If you don’t know what Novel Boot Camp is, check out the full schedule here!

“I Stopped Reading When…”

  1. Comedy

The green prickly bush stabbed me in the back of the hand like a sharpened #2 pencil entering the flesh of the idiot kid assigned to the seat in front of me. The difference being that this wasn’t funny. I yanked my arm back and shoved my dirty knuckles in my mouth. Even while I sucked on my hand like a baby, I was hard core and everyone knew it too. No other fourth grader could get away with slobbering on their fingers except for me. In fact no one in the whole school probably. Who am I? Zachariah Faddious Thompson, but everybody calls me Zach. I may only be nine, but I run things at Harper Elementary. Need proof? No problem.

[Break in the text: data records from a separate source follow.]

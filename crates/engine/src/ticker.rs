//! Timer primitives: fixed intervals, a daily wall-clock trigger, and the
//! market-hours gate.

use std::time::Duration;

use chrono::{DateTime, Datelike, NaiveTime, TimeZone, Utc, Weekday};
use chrono_tz::Tz;
use wheel_trade_core::{ScheduleConfig, WheelResult};

/// Which local days a [`Trigger::DailyAt`] fires on.
#[derive(Debug, Clone, Copy, PartialEq, Eq)]
pub enum Days {
    All,
    /// Monday through Friday.
    Weekdays,
    Only(Weekday),
}

impl Days {
    #[must_use]
    pub fn includes(self, day: Weekday) -> bool {
        match self {
            Self::All => true,
            Self::Weekdays => !matches!(day, Weekday::Sat | Weekday::Sun),
            Self::Only(only) => day == only,
        }
    }
}

/// When a job fires.
#[derive(Debug, Clone, Copy, PartialEq, Eq)]
pub enum Trigger {
    /// Every fixed interval.
    Every(Duration),
    /// At a local wall-clock time on the selected days.
    DailyAt { time: NaiveTime, tz: Tz, days: Days },
}

impl Trigger {
    /// First firing strictly after `now`.
    #[must_use]
    pub fn next_after(&self, now: DateTime<Utc>) -> DateTime<Utc> {
        match *self {
            Self::Every(interval) => {
                now + chrono::Duration::from_std(interval).unwrap_or(chrono::Duration::zero())
            }
            Self::DailyAt { time, tz, days } => {
                let mut date = now.with_timezone(&tz).date_naive();
                // a week plus slack for a DST gap swallowing the wall-clock time
                for _ in 0..10 {
                    if !days.includes(date.weekday()) {
                        date = date + chrono::Days::new(1);
                        continue;
                    }
                    if let Some(at) = tz.from_local_datetime(&date.and_time(time)).earliest() {
                        let at = at.with_timezone(&Utc);
                        if at > now {
                            return at;
                        }
                    }
                    date = date + chrono::Days::new(1);
                }
                now + chrono::Duration::days(7)
            }
        }
    }
}

/// Weekday trading window in the exchange's timezone. No holiday calendar.
#[derive(Debug, Clone, Copy, PartialEq, Eq)]
pub struct MarketHours {
    pub tz: Tz,
    pub open: NaiveTime,
    pub close: NaiveTime,
}

impl MarketHours {
    /// # Errors
    ///
    /// Returns a configuration error for a bad timezone or clock time.
    pub fn from_schedule(schedule: &ScheduleConfig) -> WheelResult<Self> {
        Ok(Self {
            tz: schedule.tz()?,
            open: schedule.open_time()?,
            close: schedule.close_time()?,
        })
    }

    #[must_use]
    pub fn is_open(&self, at: DateTime<Utc>) -> bool {
        let local = at.with_timezone(&self.tz);
        if matches!(local.weekday(), Weekday::Sat | Weekday::Sun) {
            return false;
        }
        let t = local.time();
        self.open <= t && t <= self.close
    }
}

#[cfg(test)]
mod tests {
    use super::*;

    fn hours() -> MarketHours {
        MarketHours {
            tz: chrono_tz::America::New_York,
            open: NaiveTime::from_hms_opt(9, 30, 0).unwrap(),
            close: NaiveTime::from_hms_opt(16, 0, 0).unwrap(),
        }
    }

    fn utc(s: &str) -> DateTime<Utc> {
        DateTime::parse_from_rfc3339(s).unwrap().with_timezone(&Utc)
    }

    #[test]
    fn market_open_on_weekday_afternoon() {
        // Wednesday 2025-01-15 12:00 EST
        assert!(hours().is_open(utc("2025-01-15T17:00:00Z")));
    }

    #[test]
    fn market_closed_before_open_and_after_close() {
        assert!(!hours().is_open(utc("2025-01-15T14:29:00Z")));
        assert!(hours().is_open(utc("2025-01-15T14:30:00Z")));
        assert!(hours().is_open(utc("2025-01-15T21:00:00Z")));
        assert!(!hours().is_open(utc("2025-01-15T21:01:00Z")));
    }

    #[test]
    fn market_closed_on_weekends() {
        // Saturday noon EST
        assert!(!hours().is_open(utc("2025-01-18T17:00:00Z")));
    }

    #[test]
    fn window_follows_daylight_saving() {
        // 2025-07-16 09:45 EDT = 13:45 UTC
        assert!(hours().is_open(utc("2025-07-16T13:45:00Z")));
    }

    #[test]
    fn every_adds_the_interval() {
        let now = utc("2025-01-15T17:00:00Z");
        let next = Trigger::Every(Duration::from_secs(3600)).next_after(now);
        assert_eq!(next, utc("2025-01-15T18:00:00Z"));
    }

    #[test]
    fn daily_fires_today_then_tomorrow() {
        let trigger = Trigger::DailyAt {
            time: NaiveTime::from_hms_opt(16, 5, 0).unwrap(),
            tz: chrono_tz::America::New_York,
            days: Days::All,
        };
        let before = utc("2025-01-15T20:00:00Z");
        assert_eq!(trigger.next_after(before), utc("2025-01-15T21:05:00Z"));

        let at = utc("2025-01-15T21:05:00Z");
        assert_eq!(trigger.next_after(at), utc("2025-01-16T21:05:00Z"));
    }

    #[test]
    fn weekday_trigger_skips_the_weekend() {
        let trigger = Trigger::DailyAt {
            time: NaiveTime::from_hms_opt(9, 0, 0).unwrap(),
            tz: chrono_tz::America::New_York,
            days: Days::Weekdays,
        };
        // Friday 2025-01-17 10:00 EST, past the Friday slot
        let friday = utc("2025-01-17T15:00:00Z");
        assert_eq!(trigger.next_after(friday), utc("2025-01-20T14:00:00Z"));
        // Saturday goes to Monday too
        assert_eq!(trigger.next_after(utc("2025-01-18T12:00:00Z")), utc("2025-01-20T14:00:00Z"));
        // Monday before 09:00 fires the same morning
        assert_eq!(trigger.next_after(utc("2025-01-20T13:00:00Z")), utc("2025-01-20T14:00:00Z"));
    }

    #[test]
    fn weekly_trigger_fires_on_its_day_only() {
        let trigger = Trigger::DailyAt {
            time: NaiveTime::from_hms_opt(18, 0, 0).unwrap(),
            tz: chrono_tz::America::New_York,
            days: Days::Only(Weekday::Sun),
        };
        // Wednesday 2025-01-15 -> Sunday 2025-01-19 18:00 EST
        assert_eq!(trigger.next_after(utc("2025-01-15T17:00:00Z")), utc("2025-01-19T23:00:00Z"));
        // at the slot itself, the next one is a week later
        assert_eq!(trigger.next_after(utc("2025-01-19T23:00:00Z")), utc("2025-01-26T23:00:00Z"));
        // across the March DST change: Sunday 2025-03-09 18:00 EDT
        assert_eq!(trigger.next_after(utc("2025-03-05T12:00:00Z")), utc("2025-03-09T22:00:00Z"));
    }

    #[test]
    fn days_filter() {
        assert!(Days::All.includes(Weekday::Sat));
        assert!(Days::Weekdays.includes(Weekday::Fri));
        assert!(!Days::Weekdays.includes(Weekday::Sun));
        assert!(Days::Only(Weekday::Sun).includes(Weekday::Sun));
        assert!(!Days::Only(Weekday::Sun).includes(Weekday::Mon));
    }
}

One time I made fun of JoAnne Felton for walking funny because she had crutches.

Notes: The simile in the first sentence compares being stabbed by a prickly bush to being stabbed by a pencil. I don’t recommend using similes that compare two almost identical things (I’m actually going to have a video about similes during week three of Novel Boot Camp). I don’t believe a nine-year-old would use the word “flesh.” The voice seems a bit mean spirited which isn’t necessarily a problem (I’m assuming he has a character arc to become less bullying), but finding it funny to stab another “idiot” kid is maybe a bit too aggressive and bragging about teasing a kid with crutches is likely to make adults (the book gatekeepers) uncomfortable. I think the voice has potential but I would tone things down a bit to make it more palatable. Nine is too young for MG.

  1. Science Fiction

The tent billowed against Imp’s cheek. She pulled the sleeping bag tight around her neck, her other hand grasped the comfort of the steel torch, cold and hard against her palm. She bolted upright, wondering why her muscles trembled with tension, why her jaw clamped her teeth so hard.

Was it the wind in the trees? Or could it be… something else? She waited, ears tuned in. This is stupid. Relax, she thought. No one’s going to find us.

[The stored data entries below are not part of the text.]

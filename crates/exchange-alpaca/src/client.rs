//! Alpaca REST client with rate limiting.
//!
//! One client talks to two hosts: the trading API (account, positions,
//! orders, option contract listings) and the market-data API (stock trades,
//! option snapshots). Paper and live accounts differ only in the trading
//! host and credentials.

use std::num::NonZeroU32;
use std::sync::Arc;
use std::time::Duration;

use governor::{Quota, RateLimiter};
use nonzero_ext::nonzero;
use reqwest::{Client, Method, StatusCode};
use secrecy::{ExposeSecret, SecretString};
use serde::de::DeserializeOwned;
use serde::Serialize;
use wheel_trade_core::{BrokerConfig, BrokerMode, Collaborator, WheelError, WheelResult};

/// Paper trading API base URL.
pub const ALPACA_PAPER_URL: &str = "https://paper-api.alpaca.markets";

/// Live trading API base URL.
pub const ALPACA_LIVE_URL: &str = "https://api.alpaca.markets";

/// Market data API base URL (shared by paper and live).
pub const ALPACA_DATA_URL: &str = "https://data.alpaca.markets";

const KEY_HEADER: &str = "APCA-API-KEY-ID";
const SECRET_HEADER: &str = "APCA-API-SECRET-KEY";

/// Configuration for the Alpaca client.
pub struct AlpacaConfig {
    pub trading_url: String,
    pub data_url: String,
    pub api_key: String,
    pub api_secret: SecretString,
    /// Requests per minute across both hosts.
    pub requests_per_minute: NonZeroU32,
    pub timeout_secs: u64,
}

impl std::fmt::Debug for AlpacaConfig {
    fn fmt(&self, f: &mut std::fmt::Formatter<'_>) -> std::fmt::Result {
        f.debug_struct("AlpacaConfig")
            .field("trading_url", &self.trading_url)
            .field("data_url", &self.data_url)
            .field("requests_per_minute", &self.requests_per_minute)
            .field("timeout_secs", &self.timeout_secs)
            .finish_non_exhaustive()
    }
}

impl AlpacaConfig {
    /// Paper trading configuration.
    #[must_use]
    pub fn paper(api_key: impl Into<String>, api_secret: impl Into<String>) -> Self {
        Self {
            trading_url: ALPACA_PAPER_URL.to_string(),
            data_url: ALPACA_DATA_URL.to_string(),
            api_key: api_key.into(),
            api_secret: SecretString::from(api_secret.into()),
            requests_per_minute: nonzero!(200u32),
            timeout_secs: 30,
        }
    }

    /// Live trading configuration.
    #[must_use]
    pub fn live(api_key: impl Into<String>, api_secret: impl Into<String>) -> Self {
        Self {
            trading_url: ALPACA_LIVE_URL.to_string(),
            ..Self::paper(api_key, api_secret)
        }
    }

    /// Builds a client configuration from the `[broker]` settings.
    ///
    /// # Errors
    ///
    /// Returns a configuration error for simulated mode or missing credentials.
    pub fn from_settings(settings: &BrokerConfig) -> WheelResult<Self> {
        let key = settings
            .api_key
            .clone()
            .ok_or_else(|| WheelError::config("broker.api_key is not set"))?;
        let secret = settings
            .api_secret
            .clone()
            .ok_or_else(|| WheelError::config("broker.api_secret is not set"))?;

        let mut config = match settings.mode {
            BrokerMode::Paper => Self::paper(key, secret),
            BrokerMode::Live => Self::live(key, secret),
            BrokerMode::Simulated => {
                return Err(WheelError::config("simulated mode does not use the Alpaca client"))
            }
        };
        if let Some(url) = &settings.trading_url {
            config.trading_url = url.trim_end_matches('/').to_string();
        }
        if let Some(url) = &settings.data_url {
            config.data_url = url.trim_end_matches('/').to_string();
        }
        config.timeout_secs = settings.request_timeout_secs;
        Ok(config)
    }

    /// Points both hosts at one base URL (mock servers).
    #[must_use]
    pub fn with_base_url(mut self, url: impl Into<String>) -> Self {
        let url = url.into();
        self.trading_url.clone_from(&url);
        self.data_url = url;
        self
    }

    #[must_use]
    pub fn with_timeout_secs(mut self, secs: u64) -> Self {
        self.timeout_secs = secs;
        self
    }

    /// True for the live trading host.
    #[must_use]
    pub fn is_live(&self) -> bool {
        self.trading_url == ALPACA_LIVE_URL
    }
}

/// Which Alpaca host a request goes to.
#[derive(Debug, Clone, Copy)]
pub(crate) enum Host {
    Trading,
    Data,
}

/// Alpaca REST client implementing `Broker` and `MarketData`.
pub struct AlpacaClient {
    pub(crate) config: AlpacaConfig,
    http: Client,
    rate_limiter: Arc<
        RateLimiter<
            governor::state::NotKeyed,
            governor::state::InMemoryState,
            governor::clock::DefaultClock,
        >,
    >,
}

impl std::fmt::Debug for AlpacaClient {
    fn fmt(&self, f: &mut std::fmt::Formatter<'_>) -> std::fmt::Result {
        f.debug_struct("AlpacaClient")
            .field("trading_url", &self.config.trading_url)
            .field("data_url", &self.config.data_url)
            .finish_non_exhaustive()
    }
}

impl AlpacaClient {
    /// Creates a new client.
    ///
    /// # Errors
    ///
    /// Returns a configuration error if the HTTP client cannot be built.
    pub fn new(config: AlpacaConfig) -> WheelResult<Self> {
        let http = Client::builder()
            .timeout(Duration::from_secs(config.timeout_secs))
            .build()
            .map_err(|e| WheelError::config(format!("failed to build HTTP client: {e}")))?;

        let rate_limiter = Arc::new(RateLimiter::direct(Quota::per_minute(
            config.requests_per_minute,
        )));

        Ok(Self {
            config,
            http,
            rate_limiter,
        })
    }

    #[must_use]
    pub fn config(&self) -> &AlpacaConfig {
        &self.config
    }

    fn url(&self, host: Host, path: &str) -> String {
        let base = match host {
            Host::Trading => &self.config.trading_url,
            Host::Data => &self.config.data_url,
        };
        format!("{base}{path}")
    }

    fn collaborator(host: Host) -> Collaborator {
        match host {
            Host::Trading => Collaborator::Broker,
            Host::Data => Collaborator::MarketData,
        }
    }

    async fn send(
        &self,
        host: Host,
        method: Method,
        path: &str,
        query: &[(&str, String)],
        body: Option<serde_json::Value>,
    ) -> WheelResult<reqwest::Response> {
        self.rate_limiter.until_ready().await;

        let url = self.url(host, path);
        tracing::debug!(%method, %url, "alpaca request");

        let mut request = self
            .http
            .request(method, &url)
            .header("Accept", "application/json")
            .header(KEY_HEADER, &self.config.api_key)
            .header(SECRET_HEADER, self.config.api_secret.expose_secret());
        if !query.is_empty() {
            request = request.query(query);
        }
        if let Some(body) = body {
            request = request.json(&body);
        }

        request
            .send()
            .await
            .map_err(|e| self.map_transport(host, &e))
    }

    fn map_transport(&self, host: Host, err: &reqwest::Error) -> WheelError {
        let collaborator = Self::collaborator(host);
        if err.is_timeout() {
            WheelError::timeout(collaborator, self.config.timeout_secs)
        } else {
            WheelError::External {
                collaborator,
                message: format!("request failed: {}", strip_url(err)),
            }
        }
    }

    async fn decode<T: DeserializeOwned>(host: Host, response: reqwest::Response) -> WheelResult<T> {
        let status = response.status();
        if !status.is_success() {
            return Err(Self::status_error(host, status, response).await);
        }
        response.json::<T>().await.map_err(|e| WheelError::External {
            collaborator: Self::collaborator(host),
            message: format!("invalid response body: {}", strip_url(&e)),
        })
    }

    async fn status_error(host: Host, status: StatusCode, response: reqwest::Response) -> WheelError {
        let text = response.text().await.unwrap_or_default();
        let text: String = text.chars().take(200).collect();
        WheelError::External {
            collaborator: Self::collaborator(host),
            message: format!("HTTP {}: {text}", status.as_u16()),
        }
    }

    /// GET and decode JSON.
    pub(crate) async fn get<T: DeserializeOwned>(
        &self,
        host: Host,
        path: &str,
        query: &[(&str, String)],
    ) -> WheelResult<T> {
        let response = self.send(host, Method::GET, path, query, None).await?;
        Self::decode(host, response).await
    }

    /// POST a JSON body and decode the JSON reply.
    pub(crate) async fn post<T: DeserializeOwned, B: Serialize>(
        &self,
        host: Host,
        path: &str,
        body: &B,
    ) -> WheelResult<T> {
        let body = serde_json::to_value(body).map_err(|e| WheelError::External {
            collaborator: Self::collaborator(host),
            message: format!("failed to encode request: {e}"),
        })?;
        let response = self.send(host, Method::POST, path, &[], Some(body)).await?;
        Self::decode(host, response).await
    }

    /// DELETE. Returns `None` on 404, the decoded body when there is one.
    pub(crate) async fn delete<T: DeserializeOwned>(
        &self,
        host: Host,
        path: &str,
    ) -> WheelResult<Option<T>> {
        let response = self.send(host, Method::DELETE, path, &[], None).await?;
        let status = response.status();
        if status == StatusCode::NOT_FOUND {
            return Ok(None);
        }
        if !status.is_success() {
            return Err(Self::status_error(host, status, response).await);
        }
        if status == StatusCode::NO_CONTENT {
            return Ok(None);
        }
        let bytes = response.bytes().await.map_err(|e| self.map_transport(host, &e))?;
        if bytes.is_empty() {
            return Ok(None);
        }
        serde_json::from_slice(&bytes)
            .map(Some)
            .map_err(|e| WheelError::External {
                collaborator: Self::collaborator(host),
                message: format!("invalid response body: {e}"),
            })
    }
}

fn strip_url(err: &reqwest::Error) -> String {
    let mut msg = err.to_string();
    if let Some(url) = err.url() {
        msg = msg.replace(url.as_str(), url.path());
    }
    msg
}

She heard the neighing of the horses. Then a high-pitched, whinnying scream cut through the other sounds. She recognized the cry of her horse. He’d been jumpy ever since the incident last year.

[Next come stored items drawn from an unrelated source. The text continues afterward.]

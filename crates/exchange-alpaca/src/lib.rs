//! Alpaca broker and market-data integration.
//!
//! This crate provides:
//! - [`AlpacaClient`]: REST client implementing both `Broker` and
//!   `MarketData` against the paper or live trading API
//! - [`SimulatedBroker`]: in-memory `Broker` for dry runs and tests
//!
//! # Authentication
//!
//! Requests carry the `APCA-API-KEY-ID` and `APCA-API-SECRET-KEY` headers.
//! The secret is held in a `SecretString` and never logged.

pub mod broker;
pub mod client;
pub mod market_data;
pub mod simulated;
mod types;

pub use client::{AlpacaClient, AlpacaConfig, ALPACA_DATA_URL, ALPACA_LIVE_URL, ALPACA_PAPER_URL};
pub use simulated::{SimulatedBroker, OPTION_COMMISSION};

When she scrambled from the sleeping bag, cold, damp air chilled her skin, raising goose bumps like Braille. She pulled the jumper she used as a pillow over her pajamas, its shapeless mass, a comfort, an old friend.

Notes: I like that you’re starting with some tension. Your problem is almost exclusively that you’re relying on very standard descriptions that readers have seen dozens or hundreds of times: “tent billowed,” “pulled the sleeping bag tight around her neck,” “bolted upright,” “cut through the other sounds,” “chilled her skin,” “goosebumps like braille,” “an old friend.” Familiar phrases actually reduce visualization and comprehension so opt for more unique descriptions.

  1. Fantasy

The police man took off his hat when he came in. Like it wasn’t already obvious he’d come to tell us bad news. I wanted to take his hat and throw it at him. But I didn’t, obviously. I just leaned on the kitchen table, probably looking a bit stupid and felt like someone had punched me in the stomach. In my defence, Mum didn’t say anything either. In fact, she didn’t even try to wipe the tears that were streaming down her face.

“Presumed dead. What does that even mean? That a year is too long to be looking for someone’s Dad so they’ll just presume he’s dead?”

Benjamin looked at me, his close-together eyes filled with concern.

Notes: It’s rare that starting with a scene this dramatic is effective. It takes a lot of skill to pull off. You’d probably do better to start with a less dramatic scene and/or start with the “hook” right away: “It was the last day of school when the cops said they were going to stop looking for my dad.” It’s not clear who’s speaking the first line of dialogue. It’s not clear who Benjamin is.

  1. Fantasy

“What would you think about a trip to Iceland this summer? They offered me a temporary teaching position at Reykjavik University!”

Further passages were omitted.